Material for this task below:

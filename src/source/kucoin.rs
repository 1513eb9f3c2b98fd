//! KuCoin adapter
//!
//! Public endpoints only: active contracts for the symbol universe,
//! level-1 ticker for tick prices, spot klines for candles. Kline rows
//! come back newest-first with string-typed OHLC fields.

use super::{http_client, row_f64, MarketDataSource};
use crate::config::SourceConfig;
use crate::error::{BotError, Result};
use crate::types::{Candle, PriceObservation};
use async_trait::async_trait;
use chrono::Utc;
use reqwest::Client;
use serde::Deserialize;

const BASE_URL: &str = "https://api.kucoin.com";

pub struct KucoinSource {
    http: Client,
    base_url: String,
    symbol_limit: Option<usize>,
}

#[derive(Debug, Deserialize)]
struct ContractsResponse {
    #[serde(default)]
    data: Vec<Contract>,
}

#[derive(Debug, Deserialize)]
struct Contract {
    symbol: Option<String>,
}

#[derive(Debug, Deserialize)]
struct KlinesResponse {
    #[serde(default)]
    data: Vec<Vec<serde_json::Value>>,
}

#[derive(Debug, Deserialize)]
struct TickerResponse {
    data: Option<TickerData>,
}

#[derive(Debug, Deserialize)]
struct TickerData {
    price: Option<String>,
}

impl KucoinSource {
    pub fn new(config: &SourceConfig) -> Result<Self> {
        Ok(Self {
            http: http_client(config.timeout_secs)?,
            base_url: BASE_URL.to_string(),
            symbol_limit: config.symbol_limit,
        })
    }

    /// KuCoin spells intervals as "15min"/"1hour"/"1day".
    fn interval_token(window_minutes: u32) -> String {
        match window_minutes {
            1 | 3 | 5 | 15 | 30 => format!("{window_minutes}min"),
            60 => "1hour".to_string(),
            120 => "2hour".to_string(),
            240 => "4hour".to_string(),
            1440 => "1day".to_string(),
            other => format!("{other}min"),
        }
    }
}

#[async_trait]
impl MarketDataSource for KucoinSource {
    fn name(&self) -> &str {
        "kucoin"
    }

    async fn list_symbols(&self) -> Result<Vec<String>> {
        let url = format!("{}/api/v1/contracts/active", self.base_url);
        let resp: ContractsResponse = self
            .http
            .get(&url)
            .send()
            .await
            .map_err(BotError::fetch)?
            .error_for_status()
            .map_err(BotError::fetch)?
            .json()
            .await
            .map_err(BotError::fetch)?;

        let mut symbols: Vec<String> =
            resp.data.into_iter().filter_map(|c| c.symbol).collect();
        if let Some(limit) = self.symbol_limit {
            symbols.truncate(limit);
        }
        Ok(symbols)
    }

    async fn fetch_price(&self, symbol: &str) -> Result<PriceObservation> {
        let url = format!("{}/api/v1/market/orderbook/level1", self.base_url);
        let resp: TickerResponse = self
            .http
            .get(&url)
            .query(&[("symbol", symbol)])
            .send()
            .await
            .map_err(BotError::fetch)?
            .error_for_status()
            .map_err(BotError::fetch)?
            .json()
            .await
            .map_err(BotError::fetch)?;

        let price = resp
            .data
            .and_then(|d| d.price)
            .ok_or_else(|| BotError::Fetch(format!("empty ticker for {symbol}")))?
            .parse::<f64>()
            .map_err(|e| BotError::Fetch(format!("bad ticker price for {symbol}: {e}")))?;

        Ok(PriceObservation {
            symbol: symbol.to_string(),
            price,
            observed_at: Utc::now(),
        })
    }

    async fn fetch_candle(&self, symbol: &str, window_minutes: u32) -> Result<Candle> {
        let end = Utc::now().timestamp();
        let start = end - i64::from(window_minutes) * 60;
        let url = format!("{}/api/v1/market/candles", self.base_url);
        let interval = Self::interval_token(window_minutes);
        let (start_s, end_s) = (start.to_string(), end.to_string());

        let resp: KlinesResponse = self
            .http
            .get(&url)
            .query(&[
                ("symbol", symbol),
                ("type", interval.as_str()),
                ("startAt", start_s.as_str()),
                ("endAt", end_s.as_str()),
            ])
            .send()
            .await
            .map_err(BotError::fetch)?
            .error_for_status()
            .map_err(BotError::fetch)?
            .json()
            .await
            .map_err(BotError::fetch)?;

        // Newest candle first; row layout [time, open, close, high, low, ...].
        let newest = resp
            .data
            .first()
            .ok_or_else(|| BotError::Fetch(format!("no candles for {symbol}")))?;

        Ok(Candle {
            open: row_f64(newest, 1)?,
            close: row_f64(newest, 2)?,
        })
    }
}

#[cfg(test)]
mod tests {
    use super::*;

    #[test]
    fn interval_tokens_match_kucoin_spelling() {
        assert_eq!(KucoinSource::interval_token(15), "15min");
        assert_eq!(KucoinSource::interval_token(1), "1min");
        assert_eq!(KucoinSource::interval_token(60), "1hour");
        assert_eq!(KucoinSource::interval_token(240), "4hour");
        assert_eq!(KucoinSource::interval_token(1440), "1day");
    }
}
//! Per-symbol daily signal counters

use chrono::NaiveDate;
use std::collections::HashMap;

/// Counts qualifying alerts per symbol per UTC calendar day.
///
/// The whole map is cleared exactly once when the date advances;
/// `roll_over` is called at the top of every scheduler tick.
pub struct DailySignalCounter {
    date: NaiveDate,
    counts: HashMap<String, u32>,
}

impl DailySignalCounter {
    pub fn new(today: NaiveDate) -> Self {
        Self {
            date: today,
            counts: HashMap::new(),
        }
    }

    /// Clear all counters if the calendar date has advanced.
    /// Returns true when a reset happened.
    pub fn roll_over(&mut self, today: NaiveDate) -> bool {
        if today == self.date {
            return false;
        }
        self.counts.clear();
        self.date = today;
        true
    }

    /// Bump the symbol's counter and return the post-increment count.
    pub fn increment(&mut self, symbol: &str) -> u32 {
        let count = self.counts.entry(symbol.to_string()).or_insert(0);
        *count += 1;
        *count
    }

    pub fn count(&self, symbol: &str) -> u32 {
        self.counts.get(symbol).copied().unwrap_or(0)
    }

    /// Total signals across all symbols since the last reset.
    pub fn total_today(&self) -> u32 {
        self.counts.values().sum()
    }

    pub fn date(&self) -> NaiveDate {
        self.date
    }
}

End of Material for this task.

The task: Line by line, return the whole listing without a single difference.

Output of the task:
filename src/source/kucoin.rs
repository 1513eb9f3c2b98fd
//! KuCoin adapter
//!
//! Public endpoints only: active contracts for the symbol universe,
//! level-1 ticker for tick prices, spot klines for candles. Kline rows
//! come back newest-first with string-typed OHLC fields.

use super::{http_client, row_f64, MarketDataSource};
use crate::config::SourceConfig;
use crate::error::{BotError, Result};
use crate::types::{Candle, PriceObservation};
use async_trait::async_trait;
use chrono::Utc;
use reqwest::Client;
use serde::Deserialize;

const BASE_URL: &str = "https://api.kucoin.com";

pub struct KucoinSource {
    http: Client,
    base_url: String,
    symbol_limit: Option<usize>,
}

#[derive(Debug, Deserialize)]
struct ContractsResponse {
    #[serde(default)]
    data: Vec<Contract>,
}

#[derive(Debug, Deserialize)]
struct Contract {
    symbol: Option<String>,
}

#[derive(Debug, Deserialize)]
struct KlinesResponse {
    #[serde(default)]
    data: Vec<Vec<serde_json::Value>>,
}

#[derive(Debug, Deserialize)]
struct TickerResponse {
    data: Option<TickerData>,
}

#[derive(Debug, Deserialize)]
struct TickerData {
    price: Option<String>,
}

impl KucoinSource {
    pub fn new(config: &SourceConfig) -> Result<Self> {
        Ok(Self {
            http: http_client(config.timeout_secs)?,
            base_url: BASE_URL.to_string(),
            symbol_limit: config.symbol_limit,
        })
    }

    /// KuCoin spells intervals as "15min"/"1hour"/"1day".
    fn interval_token(window_minutes: u32) -> String {
        match window_minutes {
            1 | 3 | 5 | 15 | 30 => format!("{window_minutes}min"),
            60 => "1hour".to_string(),
            120 => "2hour".to_string(),
            240 => "4hour".to_string(),
            1440 => "1day".to_string(),
            other => format!("{other}min"),
        }
    }
}

#[async_trait]
impl MarketDataSource for KucoinSource {
    fn name(&self) -> &str {
        "kucoin"
    }

    async fn list_symbols(&self) -> Result<Vec<String>> {
        let url = format!("{}/api/v1/contracts/active", self.base_url);
        let resp: ContractsResponse = self
            .http
            .get(&url)
            .send()
            .await
            .map_err(BotError::fetch)?
            .error_for_status()
            .map_err(BotError::fetch)?
            .json()
            .await
            .map_err(BotError::fetch)?;

        let mut symbols: Vec<String> =
            resp.data.into_iter().filter_map(|c| c.symbol).collect();
        if let Some(limit) = self.symbol_limit {
            symbols.truncate(limit);
        }
        Ok(symbols)
    }

    async fn fetch_price(&self, symbol: &str) -> Result<PriceObservation> {
        let url = format!("{}/api/v1/market/orderbook/level1", self.base_url);
        let resp: TickerResponse = self
            .http
            .get(&url)
            .query(&[("symbol", symbol)])
            .send()
            .await
            .map_err(BotError::fetch)?
            .error_for_status()
            .map_err(BotError::fetch)?
            .json()
            .await
            .map_err(BotError::fetch)?;

        let price = resp
            .data
            .and_then(|d| d.price)
            .ok_or_else(|| BotError::Fetch(format!("empty ticker for {symbol}")))?
            .parse::<f64>()
            .map_err(|e| BotError::Fetch(format!("bad ticker price for {symbol}: {e}")))?;

        Ok(PriceObservation {
            symbol: symbol.to_string(),
            price,
            observed_at: Utc::now(),
        })
    }

    async fn fetch_candle(&self, symbol: &str, window_minutes: u32) -> Result<Candle> {
        let end = Utc::now().timestamp();
        let start = end - i64::from(window_minutes) * 60;
        let url = format!("{}/api/v1/market/candles", self.base_url);
        let interval = Self::interval_token(window_minutes);
        let (start_s, end_s) = (start.to_string(), end.to_string());

        let resp: KlinesResponse = self
            .http
            .get(&url)
            .query(&[
                ("symbol", symbol),
                ("type", interval.as_str()),
                ("startAt", start_s.as_str()),
                ("endAt", end_s.as_str()),
            ])
            .send()
            .await
            .map_err(BotError::fetch)?
            .error_for_status()
            .map_err(BotError::fetch)?
            .json()
            .await
            .map_err(BotError::fetch)?;

        // Newest candle first; row layout [time, open, close, high, low, ...].
        let newest = resp
            .data
            .first()
            .ok_or_else(|| BotError::Fetch(format!("no candles for {symbol}")))?;

        Ok(Candle {
            open: row_f64(newest, 1)?,
            close: row_f64(newest, 2)?,
        })
    }
}

#[cfg(test)]
mod tests {
    use super::*;

    #[test]
    fn interval_tokens_match_kucoin_spelling() {
        assert_eq!(KucoinSource::interval_token(15), "15min");
        assert_eq!(KucoinSource::interval_token(1), "1min");
        assert_eq!(KucoinSource::interval_token(60), "1hour");
        assert_eq!(KucoinSource::interval_token(240), "4hour");
        assert_eq!(KucoinSource::interval_token(1440), "1day");
    }
}
//! Per-symbol daily signal counters

use chrono::NaiveDate;
use std::collections::HashMap;

/// Counts qualifying alerts per symbol per UTC calendar day.
///
/// The whole map is cleared exactly once when the date advances;
/// `roll_over` is called at the top of every scheduler tick.
pub struct DailySignalCounter {
    date: NaiveDate,
    counts: HashMap<String, u32>,
}

impl DailySignalCounter {
    pub fn new(today: NaiveDate) -> Self {
        Self {
            date: today,
            counts: HashMap::new(),
        }
    }

    /// Clear all counters if the calendar date has advanced.
    /// Returns true when a reset happened.
    pub fn roll_over(&mut self, today: NaiveDate) -> bool {
        if today == self.date {
            return false;
        }
        self.counts.clear();
        self.date = today;
        true
    }

    /// Bump the symbol's counter and return the post-increment count.
    pub fn increment(&mut self, symbol: &str) -> u32 {
        let count = self.counts.entry(symbol.to_string()).or_insert(0);
        *count += 1;
        *count
    }

    pub fn count(&self, symbol: &str) -> u32 {
        self.counts.get(symbol).copied().unwrap_or(0)
    }

    /// Total signals across all symbols since the last reset.
    pub fn total_today(&self) -> u32 {
        self.counts.values().sum()
    }

    pub fn date(&self) -> NaiveDate {
        self.date
    }
}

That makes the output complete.